[Collected data]
▽

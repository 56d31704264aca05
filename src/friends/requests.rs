use sqlx::SqliteExecutor;
use time::OffsetDateTime;
use uuid::Uuid;

use crate::error::{is_unique_violation, SocialError, SocialResult};

use super::{FriendRequest, RequestStatus};

const REQUEST_COLUMNS: &str = "id,sender_id,receiver_id,status,created_at,updated_at";

/// A request addressed to someone, along with who sent it.
#[derive(Debug, Clone, PartialEq, Eq, sqlx::FromRow)]
pub struct IncomingRequest {
    #[sqlx(flatten)]
    pub request: FriendRequest,
    pub sender_name: String,
    pub sender_email: String,
}

/// The request for this exact ordered pair, whatever its status.
pub async fn find<'e, E>(executor: E, sender_id: Uuid, receiver_id: Uuid) -> SocialResult<Option<FriendRequest>>
where
    E: SqliteExecutor<'e>,
{
    let request = sqlx::query_as::<_, FriendRequest>(&format!(
        "SELECT {REQUEST_COLUMNS} FROM friend_requests WHERE sender_id=? AND receiver_id=?"
    ))
    .bind(sender_id)
    .bind(receiver_id)
    .fetch_optional(executor)
    .await?;

    Ok(request)
}

pub async fn find_pending<'e, E>(executor: E, sender_id: Uuid, receiver_id: Uuid) -> SocialResult<Option<FriendRequest>>
where
    E: SqliteExecutor<'e>,
{
    let request = sqlx::query_as::<_, FriendRequest>(&format!(
        "SELECT {REQUEST_COLUMNS} FROM friend_requests WHERE sender_id=? AND receiver_id=? AND status='pending'"
    ))
    .bind(sender_id)
    .bind(receiver_id)
    .fetch_optional(executor)
    .await?;

    Ok(request)
}

/// Requests sent to `receiver_id` in `status`, oldest first.
pub async fn find_by_receiver<'e, E>(
    executor: E,
    receiver_id: Uuid,
    status: RequestStatus,
) -> SocialResult<Vec<IncomingRequest>>
where
    E: SqliteExecutor<'e>,
{
    let requests = sqlx::query_as::<_, IncomingRequest>(
        "SELECT r.id,r.sender_id,r.receiver_id,r.status,r.created_at,r.updated_at,
                p.name AS sender_name, p.email AS sender_email
         FROM friend_requests r
         JOIN profiles p ON p.id = r.sender_id
         WHERE r.receiver_id=? AND r.status=?
         ORDER BY r.rowid",
    )
    .bind(receiver_id)
    .bind(status)
    .fetch_all(executor)
    .await?;

    Ok(requests)
}

/// Stores a new pending request. The `(sender_id, receiver_id)` unique index
/// serializes concurrent sends of one pair: the loser gets `DuplicateRequest`.
pub async fn create<'e, E>(executor: E, sender_id: Uuid, receiver_id: Uuid) -> SocialResult<FriendRequest>
where
    E: SqliteExecutor<'e>,
{
    let now = OffsetDateTime::now_utc();
    let request = FriendRequest {
        id: Uuid::now_v7(),
        sender_id,
        receiver_id,
        status: RequestStatus::Pending,
        created_at: now,
        updated_at: now,
    };

    let inserted = sqlx::query(
        "INSERT INTO friend_requests (id,sender_id,receiver_id,status,created_at,updated_at) VALUES (?,?,?,?,?,?)",
    )
    .bind(request.id)
    .bind(request.sender_id)
    .bind(request.receiver_id)
    .bind(request.status)
    .bind(request.created_at)
    .bind(request.updated_at)
    .execute(executor)
    .await;

    match inserted {
        Ok(_) => Ok(request),
        Err(err) if is_unique_violation(&err) => Err(SocialError::DuplicateRequest),
        Err(err) => Err(err.into()),
    }
}

/// Persists `request.status` and `request.updated_at`, but only over a row
/// that is still pending. Returns whether the row changed.
pub async fn save<'e, E>(executor: E, request: &FriendRequest) -> SocialResult<bool>
where
    E: SqliteExecutor<'e>,
{
    let result = sqlx::query(
        "UPDATE friend_requests SET status=?, updated_at=? WHERE id=? AND status='pending'",
    )
    .bind(request.status)
    .bind(request.updated_at)
    .bind(request.id)
    .execute(executor)
    .await?;

    Ok(result.rows_affected() == 1)
}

△

**Work to be completed:** Each line of the entries above that contains "Uuid" must be copied into the answer.

**Task solution:**
use uuid::Uuid;
pub async fn find<'e, E>(executor: E, sender_id: Uuid, receiver_id: Uuid) -> SocialResult<Option<FriendRequest>>
pub async fn find_pending<'e, E>(executor: E, sender_id: Uuid, receiver_id: Uuid) -> SocialResult<Option<FriendRequest>>
    receiver_id: Uuid,
pub async fn create<'e, E>(executor: E, sender_id: Uuid, receiver_id: Uuid) -> SocialResult<FriendRequest>
        id: Uuid::now_v7(),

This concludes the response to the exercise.